Farmers lose around $30 billion in sales every year due to rotten fruit that never gets harvested. Fruit that gets picked even two weeks late ends up losing 80% of its value. Additionally, due to a shortage of fruit pickers, around 10% of fruits worldwide never get harvested. According to some estimates, if this trend continues there will be five million less workers than necessary by 2050. Farmers are left with the question of how to solve this issue.

Tevel Aerobotics Technologies has a solution. The company has developed flying autonomous robots (FARs) that pick ripe fruit off the trees and lower it to the ground for collection. The FARs are able to work 24/7 during harvest without the need for breaks or sleep. They function on gas and electricity and are tethered so that they do not need to land to be recharged.
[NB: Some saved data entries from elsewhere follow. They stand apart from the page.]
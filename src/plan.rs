//! Learning plan and personalization refresh.
//!
//! The plan is a short list of generated tasks the learner can tick off;
//! regeneration replaces it wholesale. Persona refreshes re-infer the
//! learner's interests and dashboard recommendations from recent activity
//! and merge only those two fields back, so a slow refresh never clobbers
//! anything else.

use crate::notify::Notifier;
use crate::sync::{ProfileSync, SyncError};
use crate::tutor::{TutorCapability, TutorError};
use crate::types::{PlanTask, Persona};
use std::sync::Arc;
use thiserror::Error;
use uuid::Uuid;

#[derive(Debug, Error)]
pub enum PlanError {
    #[error(transparent)]
    Sync(#[from] SyncError),

    #[error(transparent)]
    Tutor(#[from] TutorError),
}

pub struct PlanManager {
    sync: ProfileSync,
    tutor: Arc<dyn TutorCapability>,
    notifier: Notifier,
}

impl PlanManager {
    pub fn new(sync: ProfileSync, tutor: Arc<dyn TutorCapability>, notifier: Notifier) -> Self {
        Self {
            sync,
            tutor,
            notifier,
        }
    }

    /// Generate a fresh plan and replace the current one wholesale. An empty
    /// generation is a failure; the existing plan stays untouched.
    pub async fn generate(&self) -> Result<(), PlanError> {
        let snapshot = self.sync.snapshot()?;
        let seeds = match self.tutor.learning_plan(&snapshot).await {
            Ok(seeds) if !seeds.is_empty() => seeds,
            Ok(_) => {
                self.notifier
                    .error("Could not generate a learning plan. Please try again.");
                return Err(TutorError::Empty.into());
            }
            Err(error) => {
                self.notifier
                    .error("Could not generate a learning plan. Please try again.");
                return Err(error.into());
            }
        };

        let tasks: Vec<PlanTask> = seeds
            .into_iter()
            .map(|seed| PlanTask {
                id: Uuid::new_v4().to_string(),
                kind: seed.kind,
                title: seed.title,
                description: seed.description,
                completed: false,
            })
            .collect();
        self.sync.mutate(|doc| doc.learning_plan = tasks)?;
        Ok(())
    }

    /// Mark the task with `id` complete. Returns false for an unknown id,
    /// which is a no-op.
    pub fn complete_task(&self, id: &str) -> Result<bool, SyncError> {
        let mut found = false;
        self.sync.mutate(|doc| {
            if let Some(task) = doc.learning_plan.iter_mut().find(|t| t.id == id) {
                task.completed = true;
                found = true;
            }
        })?;
        Ok(found)
    }

    /// Foreground persona refresh, for an explicit "refresh my
    /// recommendations" action.
    pub async fn refresh_recommendations(&self) -> Result<(), PlanError> {
        let snapshot = self.sync.snapshot()?;
        match self.tutor.refresh_persona(&snapshot).await {
            Ok(update) => {
                apply_persona_update(&self.sync, update.persona, update.recommendations)?;
                Ok(())
            }
            Err(error) => {
                self.notifier
                    .error("Could not refresh your recommendations. Please try again.");
                Err(error.into())
            }
        }
    }
}

/// Merge a persona refresh result into the document. Only the persona and
/// the recommendation list move; concurrent refreshes are
/// last-resolved-wins through the serialized mutation path.
pub(crate) fn apply_persona_update(
    sync: &ProfileSync,
    persona: Persona,
    recommendations: Vec<String>,
) -> Result<(), SyncError> {
    sync.mutate(|doc| {
        doc.profile.persona = persona;
        doc.recommendations = recommendations;
    })
}

/// Detached persona refresh over the current snapshot. Failures are logged
/// and otherwise invisible; the interactive path never waits on this.
pub(crate) fn spawn_persona_refresh(sync: ProfileSync, tutor: Arc<dyn TutorCapability>) {
    tokio::spawn(async move {
        let snapshot = match sync.snapshot() {
            Ok(snapshot) => snapshot,
            // Session ended between trigger and run.
            Err(_) => return,
        };
        match tutor.refresh_persona(&snapshot).await {
            Ok(update) => {
                if let Err(error) =
                    apply_persona_update(&sync, update.persona, update.recommendations)
                {
                    tracing::warn!(%error, "persona refresh result dropped");
                } else {
                    tracing::debug!("persona refreshed in background");
                }
            }
            Err(error) => {
                tracing::warn!(%error, "background persona refresh failed");
            }
        }
    });
}

#[cfg(test)]
mod tests {
    use super::*;
    use crate::sync::tests::ready_sync;
    use crate::tutor::mock::MockTutor;
    use crate::tutor::{PersonaUpdate, PlanSeed};
    use crate::types::PlanTaskKind;

    fn manager(tutor: Arc<MockTutor>, sync: ProfileSync) -> PlanManager {
        PlanManager::new(sync, tutor, Notifier::disconnected())
    }

    fn seeds() -> Vec<PlanSeed> {
        vec![
            PlanSeed {
                kind: PlanTaskKind::Quiz,
                title: "Phrasal verbs".into(),
                description: "A quick quiz on phrasal verbs.".into(),
            },
            PlanSeed {
                kind: PlanTaskKind::Spelling,
                title: "necessary".into(),
                description: "needed; essential".into(),
            },
        ]
    }

    #[tokio::test(start_paused = true)]
    async fn generate_replaces_the_plan_wholesale() {
        let sync = ready_sync().await;
        let tutor = Arc::new(MockTutor::default());
        *tutor.plan.lock().unwrap() = Some(seeds());
        let manager = manager(Arc::clone(&tutor), sync.clone());

        manager.generate().await.unwrap();
        let first: Vec<String> = sync
            .read(|doc| doc.learning_plan.iter().map(|t| t.id.clone()).collect())
            .unwrap();
        assert_eq!(first.len(), 2);
        assert!(sync
            .read(|doc| doc.learning_plan.iter().all(|t| !t.completed))
            .unwrap());

        // Regeneration replaces everything, including ids.
        manager.generate().await.unwrap();
        let second: Vec<String> = sync
            .read(|doc| doc.learning_plan.iter().map(|t| t.id.clone()).collect())
            .unwrap();
        assert_eq!(second.len(), 2);
        assert!(first.iter().all(|id| !second.contains(id)));
    }

    #[tokio::test(start_paused = true)]
    async fn empty_generation_leaves_the_plan_untouched() {
        let sync = ready_sync().await;
        let tutor = Arc::new(MockTutor::default());
        *tutor.plan.lock().unwrap() = Some(seeds());
        let manager = manager(Arc::clone(&tutor), sync.clone());
        manager.generate().await.unwrap();

        *tutor.plan.lock().unwrap() = Some(Vec::new());
        assert!(manager.generate().await.is_err());
        assert_eq!(sync.read(|doc| doc.learning_plan.len()).unwrap(), 2);
    }

    #[tokio::test(start_paused = true)]
    async fn complete_task_marks_only_the_matching_id() {
        let sync = ready_sync().await;
        let tutor = Arc::new(MockTutor::default());
        *tutor.plan.lock().unwrap() = Some(seeds());
        let manager = manager(tutor, sync.clone());
        manager.generate().await.unwrap();

        let id = sync.read(|doc| doc.learning_plan[0].id.clone()).unwrap();
        assert!(manager.complete_task(&id).unwrap());
        assert!(!manager.complete_task("no-such-task").unwrap());

        let completed: Vec<bool> = sync
            .read(|doc| doc.learning_plan.iter().map(|t| t.completed).collect())
            .unwrap();
        assert_eq!(completed, vec![true, false]);
    }

    #[tokio::test(start_paused = true)]
    async fn refresh_merges_only_persona_and_recommendations() {
        let sync = ready_sync().await;
        sync.mutate(|doc| doc.stats.words_learned = 9).unwrap();
        let tutor = Arc::new(MockTutor::default());
        *tutor.persona.lock().unwrap() = Some(PersonaUpdate {
            persona: Persona {
                interests: vec!["astronomy".into()],
                summary: "Curious about the stars.".into(),
            },
            recommendations: vec!["Quiz yourself on space vocabulary.".into()],
        });
        let manager = manager(tutor, sync.clone());

        manager.refresh_recommendations().await.unwrap();
        let doc = sync.snapshot().unwrap();
        assert_eq!(doc.profile.persona.interests, vec!["astronomy"]);
        assert_eq!(doc.recommendations.len(), 1);
        assert_eq!(doc.stats.words_learned, 9);
    }
}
The FARs are equipped with artificial intelligence (AI) technology that is easily programmable with information about how to tell when a fruit is ripe due its color grading or weight and size, the best way to twist each type of fruit off the tree to safely harvest them, and whether the fruit is damaged or blemished making it unsellable. Set up is easy, taking under two hours with the help of Tevel employees who then stay on the farm for a week in order to monitor the system and ensure it works properly as well as train the farmers to operate the system.

The robots are controlled via a mobile device app, which analyzes the data collected during the harvest about the amount of fruit picked, its weight, pesticide effectiveness, and any diseases that may be present, and then shares it with the farmers. The data helps the farmer to know more about how their farm is functioning overall, including areas that may need more irrigation and spots that are producing more or less fruit so that they can respond accordingly.

Tevel is currently adding new fruits to its AI system so that the farmers have more of a variety on where to place them. The system is already being pilot tested in Italy, Spain, California, Washington State, and more.